In National Farmers Union, the Supreme Court recognized three exceptions to the tribal exhaustion doctrine: (1) where "tribal jurisdiction is motivated by a desire to harass or is conducted in bad faith;" (2) where the case "is patently violative of express jurisdictional prohibitions;" and (3) "where exhaustion would be futile because of the lack of an adequate opportunity to challenge the court's jurisdiction." 471 U.S. at 856-57. The Supreme Court has also recognized that "[a]ny generalized sense of comity toward nonfederal courts is obviously displaced by the provisions of preemption." Neztsosie, 526 U.S. at 485. A federal preemption defense, however, affects tribal exhaustion only in rare situations where "statutory provisions for conversion of state law claims to federal ones and removal to federal courts express congressional preference for a federal forum." Id. at 485 n.7

The question here is, with regard to claims arising under an interstate tariff, whether Congress expressed a preference for a federal forum both by federal preemption of claims and by limiting jurisdiction over a claim to a federal forum.

A. Claim Preemption

Both Sprint and NAT seek relief under the FCA, specifically under 47 U.S.C. §§ 201, 203, and 206. The Supreme Court has concluded that the Interstate Communications Act, the FCA's predecessor, 2 "was an exertion of Congress of its authority to bring under federal control the interstate business of telegraph companies and therefor was an occupation of the field by Congress which excluded state action." Postal Tel.-Cable Co. v. Warren Godwin Lumber Co., 251 U.S. 27, 31 (1919) (citations omitted). More recent courts have agreed: "The Supreme Court has held that the establishment of this broad scheme [the FCA] for the regulation of interstate service by communication carriers indicates an intent on the part of Congress to occupy the field to the exclusion of state law." Ivy Broadcasting Co. v. AT&T Co., 391 F.2d 486, 490 (2d Cir. 1968).

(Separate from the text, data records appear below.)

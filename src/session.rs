//! The player's state: one chorale, the seed it grew from, and everything
//! derived from them.
//!
//! A `Session` is owned by a single controller (the terminal app, a test)
//! and mutated one call at a time. The audio backend is opened lazily on
//! the first `play`, through the factory handed to [`Session::new`].

use log::{info, warn};

use crate::{
    audio::{AudioError, AudioScheduler, SynthBackend},
    chorale::{
        parse_seed_table, Chorale, ChoraleStats, Chord, SeedError, SeedMatrix, MAX_PITCH,
        SEED_CHORDS, VOICES,
    },
    config::PlayerConfig,
    roll::{PianoRoll, Surface},
    service::{ExportService, GenerationRequest, GenerationService, SeedType},
};

/// Rows shown in the notes listing unless everything is requested
pub const NOTES_PREVIEW_ROWS: usize = 24;

pub const STATUS_GENERATING: &str = "Generating...";
pub const STATUS_GENERATED: &str = "Generation complete.";
pub const CSV_LOADED: &str = "CSV loaded. Ready to generate.";
pub const CSV_REJECTED: &str = "CSV must have at least 8 rows of 4 numbers.";
pub const CSV_MISSING: &str = "Please upload a CSV first.";
pub const MODEL_LOADED: &str = "Model loaded.";
pub const MODEL_NOT_LOADED: &str = "Model not loaded.";
pub const MODEL_UNKNOWN: &str = "Model status unavailable.";

pub type BackendFactory<B> = Box<dyn FnMut() -> Result<B, AudioError>>;

/// One line of the notes listing
#[derive(Debug, Clone, Copy, PartialEq, Eq)]
pub struct NoteRow {
    /// 1-based chord number
    pub number: usize,
    pub chord: Chord,
    /// Chord belongs to the seed prefix
    pub seed: bool,
}

pub struct Session<B: SynthBackend> {
    config: PlayerConfig,

    chorale: Option<Chorale>,
    seed_boundary: usize,

    seed_grid: SeedMatrix,
    csv_seed: Option<SeedMatrix>,
    seed_type: SeedType,
    sampling_seed: Option<u64>,
    seed_random: Option<u64>,

    status: String,
    csv_status: String,
    show_all_notes: bool,

    roll: PianoRoll,
    surface: Surface,

    scheduler: Option<AudioScheduler<B>>,
    backend_factory: BackendFactory<B>,
}

impl<B: SynthBackend> Session<B> {
    pub fn new(config: PlayerConfig, backend_factory: BackendFactory<B>) -> Self {
        let roll = PianoRoll::new(config.roll);
        let mut surface = Surface::new(config.roll.min_width, config.roll.surface_height());
        roll.render(&mut surface, None, 0);

        Self {
            config,
            chorale: None,
            seed_boundary: 0,
            seed_grid: SeedMatrix::default(),
            csv_seed: None,
            seed_type: SeedType::Manual,
            sampling_seed: None,
            seed_random: None,
            status: String::new(),
            csv_status: String::new(),
            show_all_notes: false,
            roll,
            surface,
            scheduler: None,
            backend_factory,
        }
    }

    pub fn config(&self) -> &PlayerConfig {
        &self.config
    }

    pub fn chorale(&self) -> Option<&Chorale> {
        self.chorale.as_ref()
    }

    pub fn seed_boundary(&self) -> usize {
        self.seed_boundary
    }

    pub fn seed_grid(&self) -> &SeedMatrix {
        &self.seed_grid
    }

    /// Edit one cell of the manual seed grid. Pitches above 127 are
    /// clamped, 0 is a rest; out-of-range cells are ignored.
    pub fn set_seed_pitch(&mut self, chord: usize, voice: usize, pitch: u8) {
        if chord < SEED_CHORDS && voice < VOICES {
            self.seed_grid.0[chord].0[voice] = pitch.min(MAX_PITCH);
        }
    }

    pub fn csv_seed(&self) -> Option<&SeedMatrix> {
        self.csv_seed.as_ref()
    }

    pub fn seed_type(&self) -> SeedType {
        self.seed_type
    }

    pub fn set_seed_type(&mut self, seed_type: SeedType) {
        self.seed_type = seed_type;
    }

    /// Sampling seed passed to the model, for reproducible generations
    pub fn set_sampling_seed(&mut self, seed: Option<u64>) {
        self.sampling_seed = seed;
    }

    pub fn seed_random(&self) -> Option<u64> {
        self.seed_random
    }

    /// RNG seed for service-drawn random seeds
    pub fn set_seed_random(&mut self, seed: Option<u64>) {
        self.seed_random = seed;
    }

    pub fn set_length(&mut self, length: usize) {
        self.config.length = length;
    }

    pub fn set_rest_probability(&mut self, probability: f64) {
        self.config.rest_probability = probability.clamp(0.0, 1.0);
    }

    pub fn status(&self) -> &str {
        &self.status
    }

    pub fn csv_status(&self) -> &str {
        &self.csv_status
    }

    pub fn stats(&self) -> ChoraleStats {
        ChoraleStats::compute(self.chorale.as_ref())
    }

    pub fn roll(&self) -> &PianoRoll {
        &self.roll
    }

    /// The piano roll as last rendered
    pub fn surface(&self) -> &Surface {
        &self.surface
    }

    /// Ask `service` whether its model is ready and put the answer on the
    /// status line
    pub fn check_status(&mut self, service: &mut dyn GenerationService) {
        let status = match service.model_loaded() {
            Ok(true) => MODEL_LOADED,
            Ok(false) => MODEL_NOT_LOADED,
            Err(err) => {
                warn!("model status check failed: {}", err);
                MODEL_UNKNOWN
            }
        };
        self.status = status.to_owned();
    }

    /// Parse an uploaded seed table. On success the table becomes the CSV
    /// seed and is copied into the seed grid; on failure any earlier CSV
    /// seed is dropped.
    pub fn load_seed_csv(&mut self, text: &str) -> Result<(), SeedError> {
        match parse_seed_table(text) {
            Ok(seed) => {
                self.csv_seed = Some(seed);
                self.seed_grid = seed;
                self.csv_status = CSV_LOADED.to_owned();
                Ok(())
            }
            Err(err) => {
                self.csv_seed = None;
                self.csv_status = CSV_REJECTED.to_owned();
                Err(err)
            }
        }
    }

    /// The request the current seed selection would send, or `None` when
    /// the CSV source is selected but nothing was loaded
    pub fn request(&self) -> Option<GenerationRequest> {
        let length = self.config.length;
        let request = match self.seed_type {
            SeedType::Manual => {
                GenerationRequest::with_seed(SeedType::Manual, self.seed_grid, length)
            }
            SeedType::Csv => GenerationRequest::with_seed(SeedType::Csv, self.csv_seed?, length),
            SeedType::Random => {
                GenerationRequest::random(length, self.seed_random, self.config.rest_probability)
            }
        };
        Some(request.random_seed(self.sampling_seed))
    }

    /// Ask `service` for a new chorale.
    ///
    /// On success the chorale and its seed boundary replace the old ones
    /// together and the roll is redrawn. On failure the error lands on the
    /// status line and nothing else changes. Returns whether a new chorale
    /// was installed.
    pub fn generate(&mut self, service: &mut dyn GenerationService) -> bool {
        let Some(request) = self.request() else {
            self.csv_status = CSV_MISSING.to_owned();
            return false;
        };

        self.status = STATUS_GENERATING.to_owned();
        match service.generate(&request) {
            Ok(response) => {
                info!(
                    "generated {} chords, seed boundary {}",
                    response.chorale.len(),
                    response.generated_start
                );
                self.seed_boundary = response.generated_start;
                self.chorale = Some(response.chorale);
                if let Some(seed) = response.seed_chords {
                    self.seed_grid = seed;
                }
                self.redraw();
                self.status = STATUS_GENERATED.to_owned();
                true
            }
            Err(err) => {
                warn!("generation failed: {}", err);
                self.status = format!("Error: {err}");
                false
            }
        }
    }

    /// Export the current chorale. Nothing happens without one.
    pub fn export(&mut self, service: &mut dyn ExportService) -> Option<Vec<u8>> {
        let chorale = self.chorale.as_ref()?;
        match service.export(chorale) {
            Ok(bytes) => Some(bytes),
            Err(err) => {
                warn!("export failed: {}", err);
                self.status = format!("Error: {err}");
                None
            }
        }
    }

    /// Play the current chorale at `tempo_bpm`, replacing any playback in
    /// progress. Returns the number of voices scheduled.
    pub fn play(&mut self, tempo_bpm: f64) -> usize {
        let Some(chorale) = self.chorale.as_ref().filter(|c| !c.is_empty()) else {
            return 0;
        };

        if self.scheduler.is_none() {
            match (self.backend_factory)() {
                Ok(backend) => {
                    self.scheduler = Some(AudioScheduler::new(backend, self.config.playback));
                }
                Err(err) => {
                    warn!("audio unavailable: {}", err);
                    self.status = format!("Error: {err}");
                    return 0;
                }
            }
        }

        match self.scheduler.as_mut() {
            Some(scheduler) => scheduler.play(Some(chorale), tempo_bpm),
            None => 0,
        }
    }

    pub fn stop(&mut self) {
        if let Some(scheduler) = self.scheduler.as_mut() {
            scheduler.stop();
        }
    }

    /// Periodic upkeep; the controller calls this while it waits
    pub fn tick(&mut self) {
        if let Some(scheduler) = self.scheduler.as_mut() {
            scheduler.tick();
        }
    }

    pub fn scheduler(&self) -> Option<&AudioScheduler<B>> {
        self.scheduler.as_ref()
    }

    pub fn scheduler_mut(&mut self) -> Option<&mut AudioScheduler<B>> {
        self.scheduler.as_mut()
    }

    /// Chord under the playhead
    pub fn position(&self) -> Option<usize> {
        self.scheduler.as_ref()?.position()
    }

    pub fn is_playing(&self) -> bool {
        self.scheduler.as_ref().is_some_and(|s| s.is_playing())
    }

    pub fn shows_all_notes(&self) -> bool {
        self.show_all_notes
    }

    pub fn toggle_notes(&mut self) {
        self.show_all_notes = !self.show_all_notes;
    }

    /// The notes listing: the first few chords, or all of them when toggled
    pub fn notes(&self) -> Vec<NoteRow> {
        let Some(chorale) = &self.chorale else {
            return Vec::new();
        };
        let limit = if self.show_all_notes {
            chorale.len()
        } else {
            chorale.len().min(NOTES_PREVIEW_ROWS)
        };

        chorale
            .iter()
            .take(limit)
            .enumerate()
            .map(|(index, chord)| NoteRow {
                number: index + 1,
                chord: *chord,
                seed: index < self.seed_boundary,
            })
            .collect()
    }

    fn redraw(&mut self) {
        self.roll
            .render(&mut self.surface, self.chorale.as_ref(), self.seed_boundary);
    }
}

The Supreme Court has held that the federal tariff laws preempt state-law causes of action. See AT&T Co. v. Central Office Tele., Inc., 524 U.S. 214, 226-27 (1998) (holding that 47 U.S.C. § 203, the "filed rate doctrine," preempted state-law claims for breach of contract and tortious interference with a contract). From the FCA's sweeping claim preemption, the Supreme Court has concluded that the FCA is "a comprehensive scheme for the regulation of interstate communication." Benanti v. United States, 355 U.S. 96, 104 (1957). If a cause of action arises under an FCA provision, it is governed by federal law. MCI Telecomms. Corp. v. Garden State Inv. Corp., 981 F.2d 385, 387 (8th Cir. 1992).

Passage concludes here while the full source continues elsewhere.